The sink faucet connector is an option on many units you will just need to order it. It may come as part of the unit or as an extra purchase.


----------



## shrimpnmoss (Apr 8, 2011)

Cynth said:


> I am using straight RO and right now the black tank TDS is 79 and the red tank is 117.
> 
> I have some Mosura Mineral Plus and was raising it to around 100 before I had the "issue". Since I have been adding store bought water I have been adding BornioWild White and Shield for the past 3 weeks and it raises the TDS just a little.

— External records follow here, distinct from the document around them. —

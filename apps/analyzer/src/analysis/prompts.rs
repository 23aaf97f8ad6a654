// All LLM prompt text for review analysis lives here.
// Reuses the JSON-only fragment from llm_client::prompts.

use crate::llm_client::prompts::JSON_ONLY_SYSTEM;
use crate::models::review::ReviewRecord;

const ANALYSIS_ROLE: &str = "You are a product quality engineer reading customer reviews. \
    Your job is to find concrete product problems, above all hardware defects, \
    and report each one as a structured finding.";

/// Analysis prompt template. Replace `{review_count}` and `{reviews}` before sending.
pub const ANALYSIS_PROMPT_TEMPLATE: &str = r#"Analyze the {review_count} customer review(s) below and extract every concrete product finding.

Return a JSON array. Each element MUST have this EXACT schema (no extra fields):
[
  {
    "source_row": 3,
    "category": "hardware-fault",
    "component": "battery",
    "summary": "Battery drains from full to empty overnight while idle",
    "confidence": 0.9
  }
]

Rules:
- "source_row" is the row number of the <review> the finding comes from. Copy it exactly.
- "category" is one of: "hardware-fault", "software-bug", "performance", "usability",
  "packaging-shipping", "customer-service", "praise", "other".
- "component" names the affected part or feature in a few words (e.g. "battery", "hinge", "charging port", "app").
- "summary" is one factual sentence in English, even when the review is in another language.
- "confidence" is a number between 0.0 and 1.0 saying how clearly the review supports the finding.
- A review may produce several findings or none. Do NOT invent problems the text does not mention.
- If no review contains a finding, return [].

REVIEWS:
{reviews}"#;

/// System instruction sent with every analysis request.
pub fn analysis_system() -> String {
    format!("{ANALYSIS_ROLE} {JSON_ONLY_SYSTEM}")
}

/// Builds the user prompt for one batch of reviews. Pure transform.
pub fn build_prompt(batch: &[ReviewRecord]) -> String {
    let reviews = batch
        .iter()
        .map(format_review)
        .collect::<Vec<_>>()
        .join("\n\n");

    ANALYSIS_PROMPT_TEMPLATE
        .replace("{review_count}", &batch.len().to_string())
        .replace("{reviews}", &reviews)
}

fn format_review(record: &ReviewRecord) -> String {
    format!(
        "<review row=\"{}\">\n{}\n</review>",
        record.row_index, record.raw_text
    )
}

#[cfg(test)]
mod tests {
    use super::*;

    fn review(row_index: u64, text: &str) -> ReviewRecord {
        ReviewRecord {
            row_index,
            raw_text: text.to_string(),
        }
    }

    #[test]
    fn test_prompt_embeds_each_review_with_row_number() {
        let batch = vec![
            review(1, "The hinge cracked after two weeks"),
            review(4, "Fan is very loud under load"),
        ];
        let prompt = build_prompt(&batch);
        assert!(prompt.contains("<review row=\"1\">\nThe hinge cracked after two weeks\n</review>"));
        assert!(prompt.contains("<review row=\"4\">\nFan is very loud under load\n</review>"));
        assert!(prompt.contains("Analyze the 2 customer review(s)"));
    }

    #[test]
    fn test_prompt_has_no_unfilled_placeholders() {
        let prompt = build_prompt(&[review(1, "ok")]);
        assert!(!prompt.contains("{reviews}"));
        assert!(!prompt.contains("{review_count}"));
    }

    #[test]
    fn test_prompt_names_every_schema_field() {
        let prompt = build_prompt(&[review(1, "ok")]);
        for field in ["source_row", "category", "component", "summary", "confidence"] {
            assert!(prompt.contains(field), "missing field {field}");
        }
    }

    #[test]
    fn test_reviews_keep_input_order() {
        let prompt = build_prompt(&[review(2, "second"), review(7, "seventh")]);
        let second = prompt.find("row=\"2\"").unwrap();
        let seventh = prompt.find("row=\"7\"").unwrap();
        assert!(second < seventh);
    }

    #[test]
    fn test_build_prompt_is_deterministic() {
        let batch = vec![review(1, "Screen flickers")];
        assert_eq!(build_prompt(&batch), build_prompt(&batch));
    }

    #[test]
    fn test_system_instruction_demands_json() {
        let system = analysis_system();
        assert!(system.contains("valid JSON only"));
        assert!(system.contains("hardware defects"));
    }
}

Is team black or team red doing better? I'm asking these questions because I'm going to build a new tank for my K14s. The general consensus on the internet is to build your water up to 150 to 200 ppm....however I've gotten a few advice from a couple of people that I know that use straight RO like yourself and they are telling me NOT to rebuild my RO. So many opinions....I think when it comes down to it they both probably work...the key factor being a mature tank and clean water.


----------



## shrimpnmoss (Apr 8, 2011)

Cynth said:


> The RO unit I was using I bought on EvilBay a long time ago but never really used it much. Since I had problems with my crystal tanks I quit using the filter and have been buying water.
> 
> My RO unit was never tapped into my water line, it had a fitting I just screwed onto my kitchen faucet when I used and and let the water drip into the shrimp tanks......for................several.... hours.
> 
> So, now I need to buy a new RO unit. Haven't decided which one but I will use it like I did the old one and just hook it to the faucet when I need to use it.



lol...that was the culprit eh?...your mystery ammonia....

I shlep water too..it's not that bad for small tanks....I buy 13g at a time...two 5 gallon drinking water bottles and one three gallon one...that last me two weeks to a month depending on how many water changes I do...which is not too many but mainly top offs...


----------



## Cynth (Sep 11, 2010)

shrimpnmoss said:


> Is team black or team red doing better? I'm asking these questions because I'm going to build a new tank for my K14s. The general consensus on the internet is to build your water up to 150 to 200 ppm....however I've gotten a few advice from a couple of people that I know that use straight RO like yourself and they are telling me NOT to rebuild my RO. So many opinions....I think when it comes down to it they both probably work...the key factor being a mature tank and clean water.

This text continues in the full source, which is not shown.